POTENTIAL DEFECT INVOLVING FAILURE OF WESTINGHOUSE DB-25 CIRCUIT BREAKER

"The following information is provided pursuant to the requirements to 10 CFR 21 to report the potential for the existence of a SUBSTANTIAL SAFETY HAZARD. This issue concerns the failure of a Westinghouse DB-25 circuit breaker to close after a new closing solenoid moving core relay release arm was installed at site. Westinghouse supplied closing solenoid moving core release arms that do not meet the material hardness requirement for safety-related applications at Constellation Nuclear, Robert E Ginna Generating Station.

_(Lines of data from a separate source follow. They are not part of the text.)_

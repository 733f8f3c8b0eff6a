use chrono::NaiveDate;
use serde::{Deserialize, Serialize};

/// One day of activity ring totals and goals
#[derive(Debug, Clone, PartialEq, Serialize, Deserialize)]
#[serde(rename_all = "camelCase")]
pub struct ActivitySummary {
    #[serde(rename = "dateComponents")]
    pub date: NaiveDate,

    /// Move ring, kcal
    pub active_energy_burned: f64,
    pub active_energy_burned_goal: f64,

    /// Exercise ring, minutes
    pub apple_exercise_time: f64,
    pub apple_exercise_time_goal: f64,

    /// Stand ring, hours
    pub apple_stand_hours: f64,
    pub apple_stand_hours_goal: f64,
}

//! Cleaning pipeline: raw export collections to typed tables
//!
//! Each table has its own normalizer. They share nothing but the
//! configuration they are built from, so they can run in any order:
//!
//! ```text
//! Archive ──┬── RecordNormalizer   ──> Vec<Record>
//!           ├── WorkoutNormalizer  ──> Vec<Workout>
//!           └── ActivityNormalizer ──> Vec<ActivitySummary>
//! ```
//!
//! Date fields that do not match their format abort the run. Numeric
//! fields that fail to parse fall back to a per-column default.

mod activity;
mod records;
mod workouts;

pub use activity::{ActivityNormalizer, ACTIVITY_DROPPED_COLUMNS};
pub use records::{RecordNormalizer, CATEGORY_PREFIX, QUANTITY_PREFIX, RECORD_COLUMNS};
pub use workouts::{WorkoutNormalizer, WORKOUT_DROPPED_COLUMNS, WORKOUT_PREFIX};

use std::collections::HashMap;

use tracing::info;

use crate::archive::{Archive, RawEntry, ATTRIBUTE_MARKER};
use crate::config::AnalysisConfig;
use crate::error::Result;
use crate::models::HealthTables;

/// Run all three normalizers over a loaded archive
pub fn normalize_archive(archive: &Archive, config: &AnalysisConfig) -> Result<HealthTables> {
    let records = RecordNormalizer::from_config(config).normalize(&archive.records)?;
    let workouts = WorkoutNormalizer::from_config(config).normalize(&archive.workouts)?;
    let activity_summaries =
        ActivityNormalizer::from_config(config).normalize(&archive.activity_summaries)?;

    info!(
        records = records.len(),
        workouts = workouts.len(),
        activity_summaries = activity_summaries.len(),
        window_start = %config.window.start,
        window_end = %config.window.end,
        "normalized archive"
    );

    Ok(HealthTables {
        records,
        workouts,
        activity_summaries,
    })
}

/// Column view of a raw entry with the attribute marker removed from keys.
///
/// An attribute wins over a child element of the same name.
pub(crate) fn strip_markers(entry: &RawEntry) -> HashMap<&str, &str> {
    let mut columns = HashMap::with_capacity(entry.len());
    for (key, value) in entry.iter() {
        match key.strip_prefix(ATTRIBUTE_MARKER) {
            Some(bare) => {
                columns.insert(bare, value);
            }
            None => {
                columns.entry(key).or_insert(value);
            }
        }
    }
    columns
}

/// Parse a numeric column, treating blanks, garbage and NaN as absent
pub(crate) fn coerce_numeric(value: Option<&str>) -> Option<f64> {
    value
        .map(str::trim)
        .filter(|v| !v.is_empty())
        .and_then(|v| v.parse::<f64>().ok())
        .filter(|v| !v.is_nan())
}

/// A present, non-blank column value
pub(crate) fn non_blank<'a>(columns: &HashMap<&str, &'a str>, key: &str) -> Option<&'a str> {
    columns
        .get(key)
        .copied()
        .map(str::trim)
        .filter(|v| !v.is_empty())
}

"Background: The closing solenoid moving core relay release arm for DB-25 circuit breakers is manufactured for and commercially dedicated by Westinghouse for Class 1E applications. After plant personnel installed a new closing solenoid moving core relay release arm on a DB-25 safety-related breaker and placed the breaker in service it failed to close on demand. The investigation of this breaker showed that the closing solenoid moving core relay release arm had interfered with the body of the control relay. While investigating this issue, it was determined that the closing solenoid moving core relay release arm material was from a single batch that did not meet the required material hardness specification. Westinghouse shipped twenty- five closing solenoid moving core relay release arm kits to a single plant from the batch that did not meet the material hardness requirement.

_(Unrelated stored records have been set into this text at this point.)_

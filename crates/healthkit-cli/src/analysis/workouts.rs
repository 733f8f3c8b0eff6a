use std::collections::BTreeMap;

use serde::Serialize;

use crate::models::Workout;

/// min / max / mean / sum of one column
#[derive(Debug, Clone, Copy, PartialEq, Serialize)]
pub struct ColumnStats {
    pub min: f64,
    pub max: f64,
    pub mean: f64,
    pub sum: f64,
}

impl ColumnStats {
    fn from_values(values: &[f64]) -> Self {
        let sum: f64 = values.iter().sum();
        Self {
            min: values.iter().copied().fold(f64::INFINITY, f64::min),
            max: values.iter().copied().fold(f64::NEG_INFINITY, f64::max),
            mean: sum / values.len() as f64,
            sum,
        }
    }
}

/// Aggregates for one activity type
#[derive(Debug, Clone, PartialEq, Serialize)]
pub struct WorkoutTypeStats {
    pub activity_type: String,
    pub count: usize,
    /// Minutes
    pub duration: ColumnStats,
    /// Kilocalories
    pub energy: ColumnStats,
}

/// Totals across all activity types
#[derive(Debug, Clone, Copy, PartialEq, Serialize)]
pub struct WorkoutOverview {
    pub workouts: usize,
    pub total_minutes: f64,
    pub total_hours: f64,
    pub total_energy: f64,
    /// Mean of the per-type mean durations
    pub average_minutes: f64,
    /// Mean of the per-type mean energies
    pub average_energy: f64,
}

/// Per-type statistics, sorted by activity type
pub fn workout_stats(workouts: &[Workout]) -> Vec<WorkoutTypeStats> {
    let mut groups: BTreeMap<&str, Vec<&Workout>> = BTreeMap::new();
    for workout in workouts {
        groups.entry(workout.activity_type.as_str()).or_default().push(workout);
    }

    groups
        .into_iter()
        .map(|(activity_type, group)| {
            let durations: Vec<f64> = group.iter().map(|w| w.duration).collect();
            let energies: Vec<f64> = group.iter().map(|w| w.total_energy_burned).collect();
            WorkoutTypeStats {
                activity_type: activity_type.to_string(),
                count: group.len(),
                duration: ColumnStats::from_values(&durations),
                energy: ColumnStats::from_values(&energies),
            }
        })
        .collect()
}

/// Roll per-type statistics up into one overview
pub fn workout_overview(stats: &[WorkoutTypeStats]) -> WorkoutOverview {
    let total_minutes: f64 = stats.iter().map(|s| s.duration.sum).sum();
    let types = stats.len().max(1) as f64;
    WorkoutOverview {
        workouts: stats.iter().map(|s| s.count).sum(),
        total_minutes,
        total_hours: total_minutes / 60.0,
        total_energy: stats.iter().map(|s| s.energy.sum).sum(),
        average_minutes: stats.iter().map(|s| s.duration.mean).sum::<f64>() / types,
        average_energy: stats.iter().map(|s| s.energy.mean).sum::<f64>() / types,
    }
}

#[cfg(test)]
mod tests {
    use super::*;
    use chrono::DateTime;

    fn workout(activity_type: &str, duration: f64, energy: f64) -> Workout {
        Workout {
            activity_type: activity_type.to_string(),
            duration,
            total_distance: 0.0,
            total_energy_burned: energy,
            source_name: None,
            start_date: DateTime::parse_from_rfc3339("2020-11-02T07:00:00+11:00").unwrap(),
            end_date: None,
        }
    }

    fn sample() -> Vec<Workout> {
        vec![
            workout("Running", 30.0, 300.0),
            workout("Climbing", 120.0, 600.0),
            workout("Running", 50.0, 500.0),
        ]
    }

    #[test]
    fn test_stats_grouped_and_sorted() {
        let stats = workout_stats(&sample());
        assert_eq!(stats.len(), 2);
        assert_eq!(stats[0].activity_type, "Climbing");

        let running = &stats[1];
        assert_eq!(running.count, 2);
        assert_eq!(running.duration.min, 30.0);
        assert_eq!(running.duration.max, 50.0);
        assert_eq!(running.duration.mean, 40.0);
        assert_eq!(running.energy.sum, 800.0);
    }

    #[test]
    fn test_overview() {
        let overview = workout_overview(&workout_stats(&sample()));
        assert_eq!(overview.workouts, 3);
        assert_eq!(overview.total_minutes, 200.0);
        assert_eq!(overview.total_energy, 1400.0);
        // (120 + 40) / 2 types
        assert_eq!(overview.average_minutes, 80.0);
        assert_eq!(overview.average_energy, 500.0);
    }

    #[test]
    fn test_overview_of_nothing() {
        let overview = workout_overview(&[]);
        assert_eq!(overview.workouts, 0);
        assert_eq!(overview.average_minutes, 0.0);
    }
}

"Evaluation: It is Westinghouse's understanding that the direct cause of the failure is that the closing solenoid moving core relay release arm material was too weak and bent after several closures of the breaker. This changed the mechanical and electrical timing of the circuit breaker, preventing it from closing again.

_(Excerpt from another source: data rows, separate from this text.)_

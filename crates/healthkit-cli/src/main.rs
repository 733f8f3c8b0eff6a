use std::path::PathBuf;

use chrono::NaiveDate;
use clap::{Parser, Subcommand};
use healthkit_cli::cli::commands::{self, Metric};
use healthkit_cli::cli::OutputFormat;
use healthkit_cli::config::{parse_date_arg, AnalysisConfig};
use healthkit_cli::logging::init_logging;

#[derive(Parser)]
#[command(name = "healthkit")]
#[command(author, version, about = "Clean and summarize an Apple Health export", long_about = None)]
struct Cli {
    #[command(subcommand)]
    command: Commands,

    /// Output format
    #[arg(short, long, global = true, default_value = "table")]
    format: OutputFormat,

    /// Config file (defaults to the user config directory)
    #[arg(short, long, global = true, env = "HEALTHKIT_CONFIG")]
    config: Option<PathBuf>,

    /// Increase log verbosity (-v, -vv, -vvv)
    #[arg(short, long, global = true, action = clap::ArgAction::Count)]
    verbose: u8,
}

#[derive(Subcommand)]
enum Commands {
    /// Normalize an export and write Parquet (or CSV) tables
    Clean {
        /// Path to export.xml
        export: PathBuf,
        /// Output directory (defaults to the user data directory)
        #[arg(short, long)]
        out: Option<PathBuf>,
        /// Start date (YYYY-MM-DD)
        #[arg(long)]
        from: Option<String>,
        /// End date (YYYY-MM-DD)
        #[arg(long)]
        to: Option<String>,
        /// Write one CSV file per table instead of Parquet partitions
        #[arg(long)]
        csv: bool,
    },
    /// Workout statistics per activity type
    Workouts {
        /// Path to export.xml
        export: PathBuf,
        /// Start date (YYYY-MM-DD)
        #[arg(long)]
        from: Option<String>,
        /// End date (YYYY-MM-DD)
        #[arg(long)]
        to: Option<String>,
    },
    /// Daily values of one metric with rolling means
    Trend {
        /// Path to export.xml
        export: PathBuf,
        /// Metric to report
        #[arg(short, long)]
        metric: Metric,
        /// Rolling mean windows in days
        #[arg(short, long, value_delimiter = ',', default_value = "3,7")]
        windows: Vec<usize>,
        /// Start date (YYYY-MM-DD)
        #[arg(long)]
        from: Option<String>,
        /// End date (YYYY-MM-DD)
        #[arg(long)]
        to: Option<String>,
    },
    /// Daily energy balance against basal rate and TDEE
    Energy {
        /// Path to export.xml
        export: PathBuf,
        /// Start date (YYYY-MM-DD)
        #[arg(long)]
        from: Option<String>,
        /// End date (YYYY-MM-DD)
        #[arg(long)]
        to: Option<String>,
    },
    /// Long-run daily step history with 7- and 100-day means
    Steps {
        /// Path to export.xml
        export: PathBuf,
    },
    /// Configuration commands
    Config {
        #[command(subcommand)]
        command: ConfigCommands,
    },
}

#[derive(Subcommand)]
enum ConfigCommands {
    /// Print the effective configuration
    Show,
    /// Write the default configuration file
    Init {
        /// Overwrite an existing file
        #[arg(long)]
        force: bool,
    },
    /// Print the default config file path
    Path,
}

/// Load the config file and apply `--from`/`--to`
fn load_config(
    path: Option<&PathBuf>,
    from: Option<String>,
    to: Option<String>,
) -> healthkit_cli::Result<AnalysisConfig> {
    let from: Option<NaiveDate> = from.as_deref().map(parse_date_arg).transpose()?;
    let to: Option<NaiveDate> = to.as_deref().map(parse_date_arg).transpose()?;
    AnalysisConfig::load_or_default(path.map(PathBuf::as_path))?.with_window(from, to)
}

fn run(cli: Cli) -> healthkit_cli::Result<()> {
    let config_path = cli.config.as_ref();
    let format = cli.format;

    match cli.command {
        Commands::Clean {
            export,
            out,
            from,
            to,
            csv,
        } => {
            let config = load_config(config_path, from, to)?;
            commands::clean(&export, out, csv, &config, format)
        }
        Commands::Workouts { export, from, to } => {
            let config = load_config(config_path, from, to)?;
            commands::workouts(&export, &config, format)
        }
        Commands::Trend {
            export,
            metric,
            windows,
            from,
            to,
        } => {
            let config = load_config(config_path, from, to)?;
            commands::trend(&export, metric, &windows, &config, format)
        }
        Commands::Energy { export, from, to } => {
            let config = load_config(config_path, from, to)?;
            commands::energy(&export, &config, format)
        }
        Commands::Steps { export } => {
            let config = load_config(config_path, None, None)?;
            commands::steps(&export, &config, format)
        }
        Commands::Config { command } => match command {
            ConfigCommands::Show => {
                let config = load_config(config_path, None, None)?;
                commands::config_show(&config, format)
            }
            ConfigCommands::Init { force } => {
                commands::config_init(config_path.map(PathBuf::as_path), force)
            }
            ConfigCommands::Path => commands::config_path(),
        },
    }
}

fn main() -> healthkit_cli::Result<()> {
    let cli = Cli::parse();
    init_logging(cli.verbose);

    if let Err(e) = run(cli) {
        eprintln!("Error: {}", healthkit_cli::error::format_user_error(&e));
        std::process::exit(1);
    }

    Ok(())
}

"Safety Impact: Two of twenty five closing solenoid moving core relay release arms were actually installed on breakers at the plant [Ginna]. Only one breaker was actually placed into service. Had the defective closing solenoid moving core release arms been installed in redundant safety related breakers, this condition could have resulted in a common mode failure and the plant could have been in a condition outside the design basis. If the breaker was closed, the breaker would open but would then be unable to close again.

"Corrective Action: Upon discovery of the DB-25 circuit breaker failing to close [at Ginna], plant personnel took corrective actions to remove the defective closing solenoid moving core relay release arms from service. Westinghouse removed the remaining defective closing solenoid moving core relay release arms from stock.

"Plant Applicability: This notification is applicable to Robert E. Ginna Generating Station. Westinghouse has confirmed only one batch of closing solenoid moving core relay release arms was not manufactured to the correct hardness specification. No other plant received closing solenoid moving core relay release arms made from the batch that did not meet the correct material hardness specification from Westinghouse.

"Communications: Robert E. Ginna Generating Station is aware of the issue. Westinghouse will be issuing a Nuclear Safety Advisory Letter (NSAL) documenting this issue.